> _EXERCISE GOAL_: From the records below, set down exactly the lines starting with the line that contains "mod structure;" and going on through the line that contains "multi-channel signal arrays". Nothing else is wanted.

Content starts

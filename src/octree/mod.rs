//! Octree construction from an oriented point cloud.
//!
//! [`Octree::build`] hashes the input points into Morton-ordered leaf
//! cells, materializes every level of the tree with explicit parent-child
//! pointers, aggregates per-node signals, optionally trims well
//! approximated subtrees and serializes the result into one contiguous
//! buffer headed by an [`info::OctreeInfo`] descriptor.

pub mod aabb;
pub mod extract;
pub mod info;
pub mod intersect;
pub mod key;
pub mod serialize;
pub mod sort;

mod signal;
mod structure;
mod trim;

use rayon::prelude::*;
use thiserror::Error;

use crate::points::Points;
use info::{OctreeInfo, PropType};

/// Guard added to denominators and squared lengths.
pub(crate) const ESP: f32 = 1.0e-10;

/// Sentinel for an error metric that was never measured.
pub(crate) const ERR_UNMEASURED: f32 = 1.0e20;

/// Sentinel distance error for a degenerate intersection polygon.
pub(crate) const ERR_DEGENERATE: f32 = 5.0e10;

const SQRT_3: f32 = 1.732_050_8;

/// Rescales an along-normal centroid offset so its range is `[-1, 1]`
/// across any cell orientation.
pub(crate) const DIS_MUL: f32 = 2.0 / SQRT_3;

#[derive(Error, Debug)]
pub enum BuildError {
    #[error("invalid build configuration: {0}")]
    InvalidConfig(#[from] info::FormatError),
}

/// A built octree: per-level node arrays plus the serialized buffer.
///
/// All arrays are indexed `[level][...]`; the multi-channel signal arrays
/// are channel-major within a level, so channel `c` of node `i` lives at
/// `c * node_num + i`.
#[derive(Clone, Debug, Default)]
pub struct Octree {
    pub(crate) info: OctreeInfo,
    pub(crate) keys: Vec<Vec<u32>>,
    pub(crate) children: Vec<Vec<i32>>,
    pub(crate) avg_normals: Vec<Vec<f32>>,
    pub(crate) avg_features: Vec<Vec<f32>>,
    pub(crate) avg_fpfh: Vec<Vec<f32>>,
    pub(crate) avg_roughness: Vec<Vec<f32>>,
    pub(crate) avg_pts: Vec<Vec<f32>>,
    pub(crate) avg_labels: Vec<Vec<f32>>,
    pub(crate) displacement: Vec<Vec<f32>>,
    pub(crate) split_labels: Vec<Vec<u8>>,
    pub(crate) dnum: Vec<Vec<i32>>,
    pub(crate) didx: Vec<Vec<i32>>,
    pub(crate) normal_err: Vec<Vec<f32>>,
    pub(crate) distance_err: Vec<Vec<f32>>,
    pub(crate) max_label: i32,
    pub(crate) buffer: Vec<u8>,
}

#[inline]
pub(crate) fn is_leaf(child: i32) -> bool {
    child == -1
}

impl Octree {
    /// Build an octree over `points` as described by `info`.
    ///
    /// Run-to-completion: the only failure mode is an invalid descriptor.
    /// Degenerate inputs (empty cloud, flat bounding box, zero normals)
    /// produce a valid tree carrying the documented sentinel values.
    pub fn build(info: OctreeInfo, points: &Points) -> Result<Octree, BuildError> {
        info.check_format()?;

        let depth = info.depth();
        tracing::debug!(
            depth,
            full_layer = info.full_layer(),
            points = points.num_points(),
            adaptive = info.is_adaptive(),
            "building octree"
        );

        let mut octree = Octree::with_info(info);

        let pts_scaled = octree.normalize_points(points);
        let (mut node_keys, sorted_idx) = sort::sort_keys(&pts_scaled, depth);
        let mut unique_idx = Vec::new();
        sort::unique_reduce(&mut node_keys, &mut unique_idx);
        tracing::debug!(leaf_cells = node_keys.len(), "hashed points into cells");

        octree.build_structure(&mut node_keys);
        octree.calc_node_num();

        octree.calc_leaf_signal(points, &pts_scaled, &sorted_idx, &unique_idx);
        if octree.info.location(PropType::Feature) == -1 {
            octree.covered_depth_nodes();
            let calc_norm_err = octree.info.is_adaptive();
            let calc_dist_err = octree.info.is_adaptive() && octree.info.has_displace();
            octree.calc_upper_signal(calc_norm_err, calc_dist_err);
        }

        if octree.info.has_property(PropType::Split) {
            octree.compute_split_labels();
        }

        octree.serialize();
        octree.trim_octree();

        tracing::debug!(
            total_nodes = octree.info.total_node_num(),
            buffer_bytes = octree.buffer.len(),
            "octree built"
        );
        Ok(octree)
    }

    fn with_info(info: OctreeInfo) -> Self {
        let levels = info.depth() as usize + 1;
        Self {
            info,
            keys: vec![Vec::new(); levels],
            children: vec![Vec::new(); levels],
            avg_normals: vec![Vec::new(); levels],
            avg_features: vec![Vec::new(); levels],
            avg_fpfh: vec![Vec::new(); levels],
            avg_roughness: vec![Vec::new(); levels],
            avg_pts: vec![Vec::new(); levels],
            avg_labels: vec![Vec::new(); levels],
            displacement: vec![Vec::new(); levels],
            split_labels: vec![Vec::new(); levels],
            dnum: vec![Vec::new(); levels],
            didx: vec![Vec::new(); levels],
            normal_err: vec![Vec::new(); levels],
            distance_err: vec![Vec::new(); levels],
            max_label: 0,
            buffer: Vec::new(),
        }
    }

    /// Rescale raw positions into `[0, 2^depth)` over the configured
    /// bounding box.
    fn normalize_points(&self, points: &Points) -> Vec<f32> {
        let bbmin = self.info.bbox().min.to_array();
        let mul = (1i32 << self.info.depth()) as f32 / self.info.bbox_max_width();

        let mut scaled = vec![0.0f32; points.positions().len()];
        scaled
            .par_chunks_mut(3)
            .zip(points.positions().par_chunks(3))
            .for_each(|(dst, src)| {
                for j in 0..3 {
                    dst[j] = (src[j] - bbmin[j]) * mul;
                }
            });
        scaled
    }

    pub fn info(&self) -> &OctreeInfo {
        &self.info
    }

    pub fn keys(&self, depth: i32) -> &[u32] {
        &self.keys[depth as usize]
    }

    pub fn children(&self, depth: i32) -> &[i32] {
        &self.children[depth as usize]
    }

    pub fn avg_normals(&self, depth: i32) -> &[f32] {
        &self.avg_normals[depth as usize]
    }

    pub fn avg_features(&self, depth: i32) -> &[f32] {
        &self.avg_features[depth as usize]
    }

    pub fn avg_fpfh(&self, depth: i32) -> &[f32] {
        &self.avg_fpfh[depth as usize]
    }

    pub fn avg_roughness(&self, depth: i32) -> &[f32] {
        &self.avg_roughness[depth as usize]
    }

    pub fn avg_pts(&self, depth: i32) -> &[f32] {
        &self.avg_pts[depth as usize]
    }

    pub fn avg_labels(&self, depth: i32) -> &[f32] {
        &self.avg_labels[depth as usize]
    }

    pub fn displacement(&self, depth: i32) -> &[f32] {
        &self.displacement[depth as usize]
    }

    pub fn split_labels(&self, depth: i32) -> &[u8] {
        &self.split_labels[depth as usize]
    }

    pub fn normal_err(&self, depth: i32) -> &[f32] {
        &self.normal_err[depth as usize]
    }

    pub fn distance_err(&self, depth: i32) -> &[f32] {
        &self.distance_err[depth as usize]
    }

    pub fn dnum(&self, depth: i32) -> &[i32] {
        &self.dnum[depth as usize]
    }

    pub fn didx(&self, depth: i32) -> &[i32] {
        &self.didx[depth as usize]
    }

    /// The serialized transport form, refreshed after every build and trim.
    pub fn buffer(&self) -> &[u8] {
        &self.buffer
    }
}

Content ends

> _SOLUTION FOR THIS TASK_:
mod structure;
mod trim;

use rayon::prelude::*;
use thiserror::Error;

use crate::points::Points;
use info::{OctreeInfo, PropType};

/// Guard added to denominators and squared lengths.
pub(crate) const ESP: f32 = 1.0e-10;

/// Sentinel for an error metric that was never measured.
pub(crate) const ERR_UNMEASURED: f32 = 1.0e20;

/// Sentinel distance error for a degenerate intersection polygon.
pub(crate) const ERR_DEGENERATE: f32 = 5.0e10;

const SQRT_3: f32 = 1.732_050_8;

/// Rescales an along-normal centroid offset so its range is `[-1, 1]`
/// across any cell orientation.
pub(crate) const DIS_MUL: f32 = 2.0 / SQRT_3;

#[derive(Error, Debug)]
pub enum BuildError {
    #[error("invalid build configuration: {0}")]
    InvalidConfig(#[from] info::FormatError),
}

/// A built octree: per-level node arrays plus the serialized buffer.
///
/// All arrays are indexed `[level][...]`; the multi-channel signal arrays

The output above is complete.